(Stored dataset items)
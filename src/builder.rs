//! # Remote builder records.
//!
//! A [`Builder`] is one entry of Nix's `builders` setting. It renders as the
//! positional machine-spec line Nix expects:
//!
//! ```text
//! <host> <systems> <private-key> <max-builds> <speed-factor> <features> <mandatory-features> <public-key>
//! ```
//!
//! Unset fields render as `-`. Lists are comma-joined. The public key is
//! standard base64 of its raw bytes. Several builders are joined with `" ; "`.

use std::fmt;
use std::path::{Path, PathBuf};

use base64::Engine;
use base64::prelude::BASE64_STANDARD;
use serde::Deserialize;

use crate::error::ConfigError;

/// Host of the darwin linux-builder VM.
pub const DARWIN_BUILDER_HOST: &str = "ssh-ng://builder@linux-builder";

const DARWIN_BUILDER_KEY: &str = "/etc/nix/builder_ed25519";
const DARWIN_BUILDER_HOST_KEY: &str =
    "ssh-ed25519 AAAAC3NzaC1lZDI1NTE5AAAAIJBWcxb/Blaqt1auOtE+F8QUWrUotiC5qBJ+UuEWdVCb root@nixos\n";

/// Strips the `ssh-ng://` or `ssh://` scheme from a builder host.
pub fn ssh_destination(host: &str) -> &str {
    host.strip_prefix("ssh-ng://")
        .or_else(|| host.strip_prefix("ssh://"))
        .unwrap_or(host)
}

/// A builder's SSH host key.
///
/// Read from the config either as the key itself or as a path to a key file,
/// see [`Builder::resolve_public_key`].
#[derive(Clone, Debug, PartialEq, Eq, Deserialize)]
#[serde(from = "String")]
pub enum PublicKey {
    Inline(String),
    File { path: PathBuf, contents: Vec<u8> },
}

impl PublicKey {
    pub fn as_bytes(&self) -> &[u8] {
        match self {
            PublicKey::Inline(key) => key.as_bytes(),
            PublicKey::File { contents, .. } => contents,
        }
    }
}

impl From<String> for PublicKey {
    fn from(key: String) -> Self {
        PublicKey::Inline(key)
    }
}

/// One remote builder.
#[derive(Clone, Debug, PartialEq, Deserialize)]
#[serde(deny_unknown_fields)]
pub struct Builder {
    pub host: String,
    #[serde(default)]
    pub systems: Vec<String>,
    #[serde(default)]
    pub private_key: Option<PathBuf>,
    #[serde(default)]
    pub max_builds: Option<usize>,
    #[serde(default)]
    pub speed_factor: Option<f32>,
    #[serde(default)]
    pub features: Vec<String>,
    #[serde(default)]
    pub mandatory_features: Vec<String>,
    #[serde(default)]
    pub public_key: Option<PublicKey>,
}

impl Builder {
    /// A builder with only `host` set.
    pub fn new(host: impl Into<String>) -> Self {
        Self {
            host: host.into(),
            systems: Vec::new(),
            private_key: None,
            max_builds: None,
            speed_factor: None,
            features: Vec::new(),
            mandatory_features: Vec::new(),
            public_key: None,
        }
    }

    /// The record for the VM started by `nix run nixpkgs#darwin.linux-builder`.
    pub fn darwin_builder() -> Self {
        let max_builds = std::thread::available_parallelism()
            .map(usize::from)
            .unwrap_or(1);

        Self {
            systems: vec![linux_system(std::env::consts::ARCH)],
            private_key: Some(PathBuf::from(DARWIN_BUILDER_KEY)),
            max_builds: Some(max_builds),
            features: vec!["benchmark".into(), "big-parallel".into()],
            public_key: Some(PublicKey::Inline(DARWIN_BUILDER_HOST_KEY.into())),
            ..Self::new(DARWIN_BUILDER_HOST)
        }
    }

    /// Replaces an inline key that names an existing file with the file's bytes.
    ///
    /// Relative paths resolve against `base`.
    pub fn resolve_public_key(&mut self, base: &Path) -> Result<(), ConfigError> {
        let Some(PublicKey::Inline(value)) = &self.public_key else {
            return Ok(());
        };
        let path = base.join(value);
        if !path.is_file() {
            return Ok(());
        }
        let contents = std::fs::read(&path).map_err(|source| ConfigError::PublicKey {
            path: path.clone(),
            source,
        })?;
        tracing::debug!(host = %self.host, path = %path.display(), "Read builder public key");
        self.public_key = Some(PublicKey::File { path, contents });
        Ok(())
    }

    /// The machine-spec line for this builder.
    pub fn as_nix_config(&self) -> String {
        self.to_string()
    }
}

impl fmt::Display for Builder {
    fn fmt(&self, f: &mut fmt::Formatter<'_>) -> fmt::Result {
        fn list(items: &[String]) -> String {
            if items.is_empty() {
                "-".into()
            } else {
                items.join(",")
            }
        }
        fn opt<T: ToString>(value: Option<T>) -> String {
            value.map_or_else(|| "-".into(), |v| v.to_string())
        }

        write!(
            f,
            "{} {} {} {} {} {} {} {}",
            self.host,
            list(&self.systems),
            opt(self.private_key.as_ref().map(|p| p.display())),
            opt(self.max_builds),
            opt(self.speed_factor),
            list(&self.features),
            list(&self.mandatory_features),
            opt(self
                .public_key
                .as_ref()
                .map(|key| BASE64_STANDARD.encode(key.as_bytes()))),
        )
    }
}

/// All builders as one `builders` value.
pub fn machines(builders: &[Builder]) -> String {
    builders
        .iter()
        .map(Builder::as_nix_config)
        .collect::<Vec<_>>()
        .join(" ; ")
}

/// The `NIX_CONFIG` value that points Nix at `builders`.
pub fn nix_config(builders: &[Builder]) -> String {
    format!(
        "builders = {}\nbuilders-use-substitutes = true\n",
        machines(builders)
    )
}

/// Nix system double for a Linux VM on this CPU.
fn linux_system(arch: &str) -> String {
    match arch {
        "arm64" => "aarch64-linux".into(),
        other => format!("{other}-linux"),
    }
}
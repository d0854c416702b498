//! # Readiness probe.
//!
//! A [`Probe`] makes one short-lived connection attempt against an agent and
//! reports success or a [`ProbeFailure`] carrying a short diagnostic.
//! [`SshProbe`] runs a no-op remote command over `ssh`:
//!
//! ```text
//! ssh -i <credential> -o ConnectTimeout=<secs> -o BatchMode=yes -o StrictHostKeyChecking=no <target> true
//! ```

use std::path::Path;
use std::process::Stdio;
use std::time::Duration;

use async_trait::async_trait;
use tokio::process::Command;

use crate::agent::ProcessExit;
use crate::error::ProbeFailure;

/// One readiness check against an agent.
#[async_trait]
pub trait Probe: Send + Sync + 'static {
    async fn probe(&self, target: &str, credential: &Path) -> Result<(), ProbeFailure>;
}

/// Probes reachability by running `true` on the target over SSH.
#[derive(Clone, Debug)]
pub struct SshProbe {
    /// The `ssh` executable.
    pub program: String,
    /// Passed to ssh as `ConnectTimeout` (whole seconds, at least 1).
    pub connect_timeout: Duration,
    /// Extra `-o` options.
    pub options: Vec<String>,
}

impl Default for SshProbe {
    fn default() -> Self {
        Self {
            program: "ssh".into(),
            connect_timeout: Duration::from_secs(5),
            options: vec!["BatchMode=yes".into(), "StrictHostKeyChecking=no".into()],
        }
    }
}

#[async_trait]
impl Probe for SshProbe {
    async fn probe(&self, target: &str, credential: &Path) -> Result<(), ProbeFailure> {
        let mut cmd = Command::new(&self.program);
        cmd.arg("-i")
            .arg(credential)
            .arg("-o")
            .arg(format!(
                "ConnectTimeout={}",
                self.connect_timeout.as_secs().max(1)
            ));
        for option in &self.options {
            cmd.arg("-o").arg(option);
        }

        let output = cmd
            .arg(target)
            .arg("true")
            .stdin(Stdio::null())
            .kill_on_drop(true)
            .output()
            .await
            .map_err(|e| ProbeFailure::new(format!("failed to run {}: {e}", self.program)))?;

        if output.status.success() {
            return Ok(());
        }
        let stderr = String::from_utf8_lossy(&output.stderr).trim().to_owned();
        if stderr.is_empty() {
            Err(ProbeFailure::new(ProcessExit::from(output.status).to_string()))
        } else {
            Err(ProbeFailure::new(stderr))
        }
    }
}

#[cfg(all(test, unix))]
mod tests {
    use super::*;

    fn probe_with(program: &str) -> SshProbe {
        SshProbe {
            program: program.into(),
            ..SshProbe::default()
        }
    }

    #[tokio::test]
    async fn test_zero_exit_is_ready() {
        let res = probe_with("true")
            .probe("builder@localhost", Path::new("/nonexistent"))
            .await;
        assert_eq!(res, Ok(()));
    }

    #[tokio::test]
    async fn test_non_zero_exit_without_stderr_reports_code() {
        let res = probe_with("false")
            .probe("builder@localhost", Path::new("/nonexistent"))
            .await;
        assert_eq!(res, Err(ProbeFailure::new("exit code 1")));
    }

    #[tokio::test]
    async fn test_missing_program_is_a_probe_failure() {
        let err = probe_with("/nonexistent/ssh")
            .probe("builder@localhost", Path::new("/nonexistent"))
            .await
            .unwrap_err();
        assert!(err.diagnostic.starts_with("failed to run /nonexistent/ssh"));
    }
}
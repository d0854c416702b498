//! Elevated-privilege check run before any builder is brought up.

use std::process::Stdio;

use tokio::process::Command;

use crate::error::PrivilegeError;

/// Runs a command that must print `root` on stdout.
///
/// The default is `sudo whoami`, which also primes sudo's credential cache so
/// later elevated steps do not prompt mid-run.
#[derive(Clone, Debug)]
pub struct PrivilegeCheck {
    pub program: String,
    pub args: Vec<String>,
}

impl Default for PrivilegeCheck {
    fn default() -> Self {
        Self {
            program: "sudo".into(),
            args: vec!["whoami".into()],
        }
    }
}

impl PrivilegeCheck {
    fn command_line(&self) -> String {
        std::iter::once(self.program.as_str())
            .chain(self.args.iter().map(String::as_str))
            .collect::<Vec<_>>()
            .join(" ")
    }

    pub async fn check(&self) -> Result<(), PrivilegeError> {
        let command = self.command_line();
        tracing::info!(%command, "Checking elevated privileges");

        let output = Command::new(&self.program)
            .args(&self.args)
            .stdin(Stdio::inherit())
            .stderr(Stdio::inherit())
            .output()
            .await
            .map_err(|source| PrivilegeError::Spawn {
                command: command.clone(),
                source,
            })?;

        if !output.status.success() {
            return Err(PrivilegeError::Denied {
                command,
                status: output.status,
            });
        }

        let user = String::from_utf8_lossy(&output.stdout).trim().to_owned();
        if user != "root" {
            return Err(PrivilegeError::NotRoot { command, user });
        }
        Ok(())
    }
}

### Exercise
Across the entries, tally every line that contains the word "machines" and report the sum by itself.

### Response box
2